Baseball history has the neat dividing line between the pre-1920 Dead Ball era and the Live Ball era which has prevailed ever since. Few are aware, however, that the ball of the National League from 1920 to 1933 was by no means a dead ball, but was merely a "livelier" ball.

The Great Depression perhaps influenced the National League in 1934 to adopt a new onion "stabilized" to the vivacious sphere used in the American League. The reasoning was reminiscent of that used to market sports to non-fans in modern sports. Scoring, scoring, scoring and more scoring was thought to bring in ladies and children. De-emphasized would be the subtleties that true fans loved: the stolen base, the hit and run, the double stretched into a triple. Why bother trying to squeeze out extra bases risking an out when the mighty swoop of a home run will score a runner from first as well as from third?

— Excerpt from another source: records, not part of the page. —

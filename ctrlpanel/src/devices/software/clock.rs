use chrono::{DateTime, NaiveDateTime, Utc};
use std::{
    sync::atomic::{AtomicI64, Ordering},
    time::{Duration, SystemTime, UNIX_EPOCH},
};

/// Power-on time of the panel, 04/03/07 00:00:00 UTC, in seconds since the
/// unix epoch. Used until the time is set from a shell command.
pub const DEFAULT_EPOCH: i64 = 1_175_558_400;

/// Date layout used by log lines and by `set_sys_config sys=time`.
pub const LOG_DATE_FORMAT: &str = "%m/%d/%y %H:%M:%S";

/// Log files are named after the minute they were opened, `mmddyy_hhmm`.
const LOG_FILE_STEM: &str = "%m%d%y_%H%M";

/// Process wide logical clock, in seconds since the unix epoch. It is only
/// advanced by the periodic tick and stepped by time configuration commands,
/// never read from the host.
#[derive(Debug)]
pub struct LogicalClock {
    now: AtomicI64,
}

impl LogicalClock {
    pub fn new(start: i64) -> Self {
        Self {
            now: AtomicI64::new(start),
        }
    }

    pub fn now(&self) -> i64 {
        self.now.load(Ordering::Acquire)
    }

    /// Advance by one second and return the new time.
    pub fn advance(&self) -> i64 {
        self.now.fetch_add(1, Ordering::AcqRel) + 1
    }

    /// Step the clock, forward or backward.
    pub fn set(&self, now: i64) {
        self.now.store(now, Ordering::Release);
    }
}

impl Default for LogicalClock {
    fn default() -> Self {
        Self::new(DEFAULT_EPOCH)
    }
}

/// Broken-down UTC date of a logical timestamp.
pub fn to_datetime(timestamp: i64) -> DateTime<Utc> {
    DateTime::from_timestamp(timestamp, 0).unwrap_or_default()
}

/// `MM/DD/YY HH:MM:SS`
pub fn format_log_date(timestamp: i64) -> String {
    to_datetime(timestamp).format(LOG_DATE_FORMAT).to_string()
}

/// `MMDDYY_HHMM.log`
pub fn log_file_name(timestamp: i64) -> String {
    log_file_name_in_minute(timestamp, 0)
}

/// Name of the `sequence`th log file started in the minute of `timestamp`:
/// `MMDDYY_HHMM.log`, then `MMDDYY_HHMM_1.log` and so on.
pub fn log_file_name_in_minute(timestamp: i64, sequence: usize) -> String {
    let stem = to_datetime(timestamp).format(LOG_FILE_STEM);
    match sequence {
        0 => format!("{stem}.log"),
        n => format!("{stem}_{n}.log"),
    }
}

/// Parse a `MM/DD/YY HH:MM:SS` date into a logical timestamp.
pub fn parse_log_date(date: &str) -> Option<i64> {
    NaiveDateTime::parse_from_str(date.trim(), LOG_DATE_FORMAT)
        .ok()
        .map(|date| date.and_utc().timestamp())
}

/// Host time matching a logical timestamp, used to stamp file dates.
pub fn to_system_time(timestamp: i64) -> SystemTime {
    UNIX_EPOCH + Duration::from_secs(u64::try_from(timestamp).unwrap_or(0))
}

#[cfg(test)]
mod tests {
    use super::*;
    use rstest::rstest;

    #[test]
    fn test_default_epoch_is_april_third_2007() {
        assert_eq!(format_log_date(DEFAULT_EPOCH), "04/03/07 00:00:00");
        assert_eq!(log_file_name(DEFAULT_EPOCH), "040307_0000.log");
    }

    #[test]
    fn test_advance_and_step() {
        let clock = LogicalClock::default();
        assert_eq!(clock.advance(), DEFAULT_EPOCH + 1);
        clock.set(DEFAULT_EPOCH - 100);
        assert_eq!(clock.now(), DEFAULT_EPOCH - 100);
    }

    #[rstest]
    #[case("04/03/07 00:00:00", Some(DEFAULT_EPOCH))]
    #[case("04/03/07 00:01:05", Some(DEFAULT_EPOCH + 65))]
    #[case(" 04/04/07 00:00:00 ", Some(DEFAULT_EPOCH + 86_400))]
    #[case("13/45/07 00:00:00", None)]
    #[case("yesterday", None)]
    fn test_parse_log_date(#[case] date: &str, #[case] expected: Option<i64>) {
        assert_eq!(parse_log_date(date), expected);
    }

    #[test]
    fn test_file_name_follows_minutes() {
        assert_eq!(log_file_name(DEFAULT_EPOCH + 3_725), "040307_0102.log");
        assert_eq!(log_file_name_in_minute(DEFAULT_EPOCH + 59, 2), "040307_0000_2.log");
    }
}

John E. Wray of the St. Louis Post Dispatch used the terminology of the time to deride the new ball's effect on the game:

"The new deal baseball would act like the New Deal dollar is supposed to---it would stimulate business...It is the prevailing belief that the public worships at the shrine of the Big Wallop...As regards the Knot Hole Gang [kids in St. Louis who watched the game through knot holes in the wall around Sportsman's Park] and the free ladies' day patronage, this is true. With many of these the climax of the game is...a knock over the wall. Whether the lively ball or the batter's prowess accomplishes this doesn't concern them. But the old "die hard" boys who like to see a run EARNED will never be reconciled to seeing a tally gained by intelligence and planning offset by a rubber-cored wallop over the roofs."

Damon Runyon wrote this in the New York American after two games in the 1934 season: "At the rate of 13 or so a day, there may be 2,000 homers hit by the end of the season, making the game more and more a matter of slug and run home."

"The introduction of the lively ball to the National League has meant a decided new deal for batters. A check of 45 regular players shows they made at total net gain of 1,227 points in their batting averages over their 1933 rate at a corresponding date. That's not recovery, it's pure inflation." wrote Caswell Adams in the New York Herald Tribune on June 20, 1934. By July 24, Sid Keener declared in the St. Louis Star Times, "Mr. Lively Baseball is all the pitchers complain about. The National League has increased its batting average from .266 in 1933 to .282 in 1934."

Like the New Deal, the new lively ball did not revive the fortunes of baseball or the general economy. "There's red ink on many baseball ledgers where red ink never went before. More money's in circulation than in the past two years. Why aren't baseball clubs getting their share of it?" opined Chester L. Smith of the Pittsburgh Press.

Whether it was due to juiced players, a juiced ball or deflated pitching, the late era from the mid-nineties to mid-aughts has been just what Damon Runyon described as a matter of "slug and run home". As a lover of the older game of speed and strategy, I was turned off by this era of home run "inflation". This was also an era of Fed credit-induced bubbles, first in tech stocks then in real estate. As increased frugality in our personal economies becomes more prevalent in this era of popped bubbles, hopefully the new crop of All-Stars will signal a new modesty in power hitting. We all scrap for a living and sacrifice some luxuries; hopefully ball players will scrap for extra bases and make more sacrifice flies for winning runs as in last night's game.